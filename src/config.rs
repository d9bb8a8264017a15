//! Configuration management with environment variable support.
//!
//! This module provides centralized configuration for droid-login, supporting:
//! - Environment variables for the device transport and delays
//! - Poll budgets for every bounded wait in the login flow
//! - The fixed element layout of the target login screens
//!
//! # Environment Variables
//!
//! | Variable | Description | Default |
//! |----------|-------------|---------|
//! | `DROID_LOGIN_ADB` | adb binary | `adb` |
//! | `DROID_LOGIN_SERIAL` | Device serial or `host:port` | adb default device |
//! | `DROID_LOGIN_PORTAL_AUTHORITY` | Accessibility portal content authority | `com.droidrun.portal` |
//! | `DROID_LOGIN_SETTLE_SECS` | Delay after taps that change screens | `3` |
//! | `DROID_LOGIN_FINAL_SETTLE_SECS` | Delay before final classification | `10` |
//! | `DROID_LOGIN_RUN_DEADLINE_SECS` | Overall run deadline (0 = none) | `0` |
//! | `DROID_LOGIN_LAYOUT` | Layout overrides, e.g. `username=4,password=5` | built-in layout |
//!
//! # Example
//!
//! ```bash
//! export DROID_LOGIN_SERIAL="192.168.1.20:5555"
//! export DROID_LOGIN_LAYOUT="error_slot=2,two_factor=14"
//! ```

use std::env;
use std::sync::OnceLock;
use std::time::Duration;

// ============================================================================
// Default Values
// ============================================================================

/// Default adb binary
pub const DEFAULT_ADB_BINARY: &str = "adb";

/// Default content-provider authority of the accessibility portal
pub const DEFAULT_PORTAL_AUTHORITY: &str = "com.droidrun.portal";

/// Default settle delay after a transition tap (seconds)
pub const DEFAULT_SETTLE_SECS: u64 = 3;

/// Default settle delay before the final classification (seconds)
pub const DEFAULT_FINAL_SETTLE_SECS: u64 = 10;

/// Default run deadline (seconds, 0 disables it)
pub const DEFAULT_RUN_DEADLINE_SECS: u64 = 0;

// ============================================================================
// Environment Variable Names
// ============================================================================

pub const ENV_ADB_BINARY: &str = "DROID_LOGIN_ADB";
pub const ENV_SERIAL: &str = "DROID_LOGIN_SERIAL";
pub const ENV_PORTAL_AUTHORITY: &str = "DROID_LOGIN_PORTAL_AUTHORITY";
pub const ENV_SETTLE_SECS: &str = "DROID_LOGIN_SETTLE_SECS";
pub const ENV_FINAL_SETTLE_SECS: &str = "DROID_LOGIN_FINAL_SETTLE_SECS";
pub const ENV_RUN_DEADLINE_SECS: &str = "DROID_LOGIN_RUN_DEADLINE_SECS";
pub const ENV_LAYOUT: &str = "DROID_LOGIN_LAYOUT";

// ============================================================================
// Configuration Getters (with caching)
// ============================================================================

static CONFIG: OnceLock<Config> = OnceLock::new();

/// Get the global configuration (initialized from environment on first access)
pub fn get() -> &'static Config {
    CONFIG.get_or_init(Config::from_env)
}

/// Centralized configuration for droid-login
#[derive(Debug, Clone)]
pub struct Config {
    /// Device transport settings
    pub adb: AdbSettings,
    /// Engine settings for one login run
    pub engine: EngineSettings,
}

/// Settings for the adb-backed device client
#[derive(Debug, Clone)]
pub struct AdbSettings {
    /// adb executable
    pub binary: String,
    /// Device serial, `None` lets adb pick its default device
    pub serial: Option<String>,
    /// Authority of the portal's content provider
    pub portal_authority: String,
}

/// Everything the login state machine needs besides credentials
#[derive(Debug, Clone, PartialEq)]
pub struct EngineSettings {
    pub timings: Timings,
    pub layout: LoginLayout,
    /// Whole-run deadline enforced by the execution shell
    pub run_deadline: Option<Duration>,
}

/// A bounded poll: at most `max_attempts` snapshots, `interval` apart.
#[derive(Debug, Clone, Copy, PartialEq, Eq)]
pub struct PollPolicy {
    pub max_attempts: u32,
    pub interval: Duration,
}

impl PollPolicy {
    pub const fn new(max_attempts: u32, interval_secs: u64) -> Self {
        Self {
            max_attempts,
            interval: Duration::from_secs(interval_secs),
        }
    }

    /// Longest time this policy can spend sleeping between attempts
    pub fn max_wait(&self) -> Duration {
        self.interval * self.max_attempts.saturating_sub(1)
    }
}

/// Poll budgets and settle delays for each step of the flow
#[derive(Debug, Clone, PartialEq)]
pub struct Timings {
    /// Wait for the username field after launching the app
    pub username_field: PollPolicy,
    /// Short look for an inline error right after submitting
    pub error_slot: PollPolicy,
    /// Wait for either the two-factor affordance or the home screen
    pub branch_decision: PollPolicy,
    /// Wait for each intermediate two-factor navigation control
    pub two_factor_control: PollPolicy,
    /// Re-check a submit control on a fresh snapshot before tapping it
    pub submit_control: PollPolicy,
    /// Wait for the one-time-code input field
    pub otp_field: PollPolicy,
    /// Retries for the final snapshot
    pub final_snapshot: PollPolicy,
    /// Pause after a tap that triggers a screen transition
    pub settle: Duration,
    /// Pause before the final snapshot is classified
    pub final_settle: Duration,
}

/// Element indices of the pre-agreed login layout.
///
/// Indices are screen-local: each one is only meaningful on the screen the
/// flow expects to be showing when it is used.
#[derive(Debug, Clone, Copy, PartialEq, Eq)]
pub struct LoginLayout {
    pub username_field: u32,
    pub password_field: u32,
    pub login_button: u32,
    pub error_slot: u32,
    pub two_factor_affordance: u32,
    pub otp_method_selector: u32,
    pub continue_control: u32,
    pub otp_field: u32,
    pub otp_submit: u32,
}

impl Config {
    /// Create configuration from environment variables, falling back to defaults
    pub fn from_env() -> Self {
        Self {
            adb: AdbSettings::from_env(),
            engine: EngineSettings::from_env(),
        }
    }

    /// Create configuration with all defaults (ignoring environment)
    pub fn defaults() -> Self {
        Self {
            adb: AdbSettings::defaults(),
            engine: EngineSettings::defaults(),
        }
    }
}

impl Default for Config {
    fn default() -> Self {
        Self::from_env()
    }
}

impl AdbSettings {
    pub fn from_env() -> Self {
        Self {
            binary: env::var(ENV_ADB_BINARY).unwrap_or_else(|_| DEFAULT_ADB_BINARY.to_string()),
            serial: env::var(ENV_SERIAL).ok().filter(|s| !s.trim().is_empty()),
            portal_authority: env::var(ENV_PORTAL_AUTHORITY)
                .unwrap_or_else(|_| DEFAULT_PORTAL_AUTHORITY.to_string()),
        }
    }

    pub fn defaults() -> Self {
        Self {
            binary: DEFAULT_ADB_BINARY.to_string(),
            serial: None,
            portal_authority: DEFAULT_PORTAL_AUTHORITY.to_string(),
        }
    }
}

impl EngineSettings {
    pub fn from_env() -> Self {
        let mut timings = Timings::default();
        timings.settle = Duration::from_secs(env_u64(ENV_SETTLE_SECS).unwrap_or(DEFAULT_SETTLE_SECS));
        timings.final_settle =
            Duration::from_secs(env_u64(ENV_FINAL_SETTLE_SECS).unwrap_or(DEFAULT_FINAL_SETTLE_SECS));

        let layout = match env::var(ENV_LAYOUT) {
            Ok(overrides) => LoginLayout::default().with_overrides(&overrides).unwrap_or_else(|e| {
                tracing::warn!(error = %e, "ignoring {}", ENV_LAYOUT);
                LoginLayout::default()
            }),
            Err(_) => LoginLayout::default(),
        };

        Self {
            timings,
            layout,
            run_deadline: deadline_from_secs(
                env_u64(ENV_RUN_DEADLINE_SECS).unwrap_or(DEFAULT_RUN_DEADLINE_SECS),
            ),
        }
    }

    pub fn defaults() -> Self {
        Self {
            timings: Timings::default(),
            layout: LoginLayout::default(),
            run_deadline: deadline_from_secs(DEFAULT_RUN_DEADLINE_SECS),
        }
    }
}

impl Default for EngineSettings {
    fn default() -> Self {
        Self::defaults()
    }
}

impl Default for Timings {
    fn default() -> Self {
        Self {
            username_field: PollPolicy::new(15, 2),
            error_slot: PollPolicy::new(3, 1),
            branch_decision: PollPolicy::new(10, 2),
            two_factor_control: PollPolicy::new(3, 1),
            submit_control: PollPolicy::new(3, 1),
            otp_field: PollPolicy::new(10, 2),
            final_snapshot: PollPolicy::new(3, 1),
            settle: Duration::from_secs(DEFAULT_SETTLE_SECS),
            final_settle: Duration::from_secs(DEFAULT_FINAL_SETTLE_SECS),
        }
    }
}

impl Default for LoginLayout {
    fn default() -> Self {
        Self {
            username_field: 4,
            password_field: 5,
            login_button: 6,
            error_slot: 3,
            two_factor_affordance: 9,
            otp_method_selector: 2,
            continue_control: 7,
            otp_field: 3,
            otp_submit: 5,
        }
    }
}

impl LoginLayout {
    /// Apply `key=index` overrides separated by commas
    pub fn with_overrides(mut self, overrides: &str) -> Result<Self, String> {
        for pair in overrides.split(',').map(str::trim).filter(|s| !s.is_empty()) {
            let (key, value) = pair
                .split_once('=')
                .ok_or_else(|| format!("expected key=index, got '{}'", pair))?;
            let index: u32 = value
                .trim()
                .parse()
                .map_err(|_| format!("invalid index '{}' for '{}'", value.trim(), key.trim()))?;
            let slot = match key.trim() {
                "username" => &mut self.username_field,
                "password" => &mut self.password_field,
                "login" => &mut self.login_button,
                "error_slot" => &mut self.error_slot,
                "two_factor" => &mut self.two_factor_affordance,
                "otp_method" => &mut self.otp_method_selector,
                "continue" => &mut self.continue_control,
                "otp_field" => &mut self.otp_field,
                "otp_submit" => &mut self.otp_submit,
                other => return Err(format!("unknown layout key '{}'", other)),
            };
            *slot = index;
        }
        Ok(self)
    }
}

// ============================================================================
// Helper Functions
// ============================================================================

fn env_u64(name: &str) -> Option<u64> {
    env::var(name).ok().and_then(|s| s.trim().parse().ok())
}

fn deadline_from_secs(secs: u64) -> Option<Duration> {
    (secs > 0).then(|| Duration::from_secs(secs))
}

#[cfg(test)]
mod tests {
    use super::*;

    #[test]
    fn test_layout_overrides() {
        let layout = LoginLayout::default()
            .with_overrides("username=11, otp_field=20")
            .unwrap();
        assert_eq!(layout.username_field, 11);
        assert_eq!(layout.otp_field, 20);
        assert_eq!(layout.password_field, LoginLayout::default().password_field);
    }

    #[test]
    fn test_layout_overrides_invalid() {
        assert!(LoginLayout::default().with_overrides("username").is_err());
        assert!(LoginLayout::default().with_overrides("username=abc").is_err());
        assert!(LoginLayout::default().with_overrides("avatar=3").is_err());
    }

    #[test]
    fn test_poll_policy_max_wait() {
        assert_eq!(PollPolicy::new(5, 2).max_wait(), Duration::from_secs(8));
        assert_eq!(PollPolicy::new(0, 2).max_wait(), Duration::ZERO);
    }

    #[test]
    fn test_config_defaults() {
        let config = Config::defaults();
        assert_eq!(config.adb.binary, DEFAULT_ADB_BINARY);
        assert_eq!(config.adb.portal_authority, DEFAULT_PORTAL_AUTHORITY);
        assert_eq!(config.engine.run_deadline, None);
        assert_eq!(config.engine.timings.final_settle, Duration::from_secs(10));
    }
}
//! Run results and the execution shell around one login attempt.
//!
//! [`execute`] always returns a report with exactly one [`RunResult`]:
//! engine errors, panics inside the run and deadline overruns all become
//! `RunResult::Error` instead of escaping to the caller.

use chrono::{DateTime, Utc};
use futures::FutureExt;
use serde::{Deserialize, Serialize};
use std::panic::AssertUnwindSafe;

use crate::config::EngineSettings;
use crate::device::Device;
use crate::login::{Credentials, LoginError, LoginMachine, LoginState};

/// Terminal outcome of a login run
#[derive(Debug, Clone, PartialEq, Eq, Serialize, Deserialize)]
#[serde(tag = "status", content = "message", rename_all = "snake_case")]
pub enum RunResult {
    Success,
    Restricted,
    Checkpoint,
    /// Screen matched no known phrase; needs manual review
    Unknown,
    Error(String),
}

impl RunResult {
    pub fn is_error(&self) -> bool {
        matches!(self, RunResult::Error(_))
    }
}

impl std::fmt::Display for RunResult {
    fn fmt(&self, f: &mut std::fmt::Formatter<'_>) -> std::fmt::Result {
        match self {
            RunResult::Success => write!(f, "Success: logged in"),
            RunResult::Restricted => write!(f, "Restricted: account flagged"),
            RunResult::Checkpoint => write!(f, "Checkpoint: identity or credential issue"),
            RunResult::Unknown => write!(f, "Unknown: manual review required"),
            RunResult::Error(msg) => write!(f, "Error: {}", msg),
        }
    }
}

/// Result of a complete login run
#[derive(Debug, Clone, Serialize, Deserialize)]
pub struct RunReport {
    /// Account the run logged into
    pub identifier: String,

    pub outcome: RunResult,

    /// States entered, in order
    pub states: Vec<LoginState>,

    pub started_at: DateTime<Utc>,

    pub elapsed_ms: u64,
}

/// Run the login flow once and contain every failure.
pub async fn execute<D>(device: &D, credentials: &Credentials, settings: &EngineSettings) -> RunReport
where
    D: Device + ?Sized,
{
    let started_at = Utc::now();
    let clock = tokio::time::Instant::now();
    tracing::info!(identifier = %credentials.identifier, "starting login run");

    let mut machine = LoginMachine::new(device, credentials, settings);
    let run = AssertUnwindSafe(machine.run()).catch_unwind();

    let finished = match settings.run_deadline {
        Some(limit) => match tokio::time::timeout(limit, run).await {
            Ok(finished) => finished,
            Err(_) => Ok(Err(LoginError::DeadlineExceeded(limit))),
        },
        None => run.await,
    };

    let outcome = match finished {
        Ok(Ok(result)) => result,
        Ok(Err(e)) => {
            tracing::error!(error = %e, "login run failed");
            RunResult::Error(e.to_string())
        }
        Err(panic) => {
            let e = LoginError::Panicked(panic_message(panic.as_ref()));
            tracing::error!(error = %e, "login run aborted");
            RunResult::Error(e.to_string())
        }
    };

    let report = RunReport {
        identifier: credentials.identifier.clone(),
        outcome,
        states: machine.visited().to_vec(),
        started_at,
        elapsed_ms: clock.elapsed().as_millis() as u64,
    };
    tracing::info!(outcome = %report.outcome, elapsed_ms = report.elapsed_ms, "login run finished");
    report
}

fn panic_message(payload: &(dyn std::any::Any + Send)) -> String {
    if let Some(s) = payload.downcast_ref::<&str>() {
        s.to_string()
    } else if let Some(s) = payload.downcast_ref::<String>() {
        s.clone()
    } else {
        "unknown panic".to_string()
    }
}

#[cfg(test)]
mod tests {
    use super::*;
    use crate::device::{DeviceResult, Snapshot, UiElement};
    use async_trait::async_trait;

    struct PanickingDevice;

    #[async_trait]
    impl Device for PanickingDevice {
        async fn connect(&self) -> DeviceResult<()> {
            Ok(())
        }
        async fn snapshot(&self) -> DeviceResult<Snapshot> {
            panic!("portal crashed")
        }
        async fn tap(&self, _element: &UiElement) -> DeviceResult<()> {
            Ok(())
        }
        async fn type_text(&self, _text: &str) -> DeviceResult<()> {
            Ok(())
        }
        async fn press_key(&self, _code: u32) -> DeviceResult<()> {
            Ok(())
        }
        async fn start_app(&self, _package: &str) -> DeviceResult<()> {
            Ok(())
        }
    }

    fn creds() -> Credentials {
        Credentials::new("alice", "pw", "JBSWY3DPEHPK3PXP", "com.example.app")
    }

    #[test]
    fn test_result_serialization() {
        let json = serde_json::to_value(RunResult::Error("boom".into())).unwrap();
        assert_eq!(json, serde_json::json!({"status": "error", "message": "boom"}));
        let json = serde_json::to_value(RunResult::Success).unwrap();
        assert_eq!(json, serde_json::json!({"status": "success"}));
    }

    #[test]
    fn test_result_lines() {
        assert_eq!(RunResult::Unknown.to_string(), "Unknown: manual review required");
        assert_eq!(RunResult::Error("x".into()).to_string(), "Error: x");
        assert!(RunResult::Error("x".into()).is_error());
        assert!(!RunResult::Checkpoint.is_error());
    }

    #[tokio::test(start_paused = true)]
    async fn test_panic_becomes_error() {
        let settings = EngineSettings::defaults();
        let report = execute(&PanickingDevice, &creds(), &settings).await;
        assert_eq!(
            report.outcome,
            RunResult::Error("login run panicked: portal crashed".to_string())
        );
        assert_eq!(report.states, vec![LoginState::Launch, LoginState::UsernameEntry]);
    }

    #[tokio::test(start_paused = true)]
    async fn test_deadline_becomes_error() {
        let mut settings = EngineSettings::defaults();
        settings.run_deadline = Some(std::time::Duration::from_secs(5));
        let device = crate::device::ScriptedDevice::single(Snapshot::from_elements(
            vec![],
            serde_json::Value::Null,
        ));

        let report = execute(&device, &creds(), &settings).await;
        assert!(report.outcome.is_error());
        assert!(matches!(&report.outcome, RunResult::Error(msg) if msg.contains("deadline")));
    }
}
☆ ☆ ☆ ☆
• What the task requires: Retype the records above from the very first line down to the line with "default device |", keeping both of those lines. Include nothing beyond them.

• Reply to the exercise:
filename src/config.rs
repository d9bb8a8264017a15
//! Configuration management with environment variable support.
//!
//! This module provides centralized configuration for droid-login, supporting:
//! - Environment variables for the device transport and delays
//! - Poll budgets for every bounded wait in the login flow
//! - The fixed element layout of the target login screens
//!
//! # Environment Variables
//!
//! | Variable | Description | Default |
//! |----------|-------------|---------|
//! | `DROID_LOGIN_ADB` | adb binary | `adb` |
//! | `DROID_LOGIN_SERIAL` | Device serial or `host:port` | adb default device |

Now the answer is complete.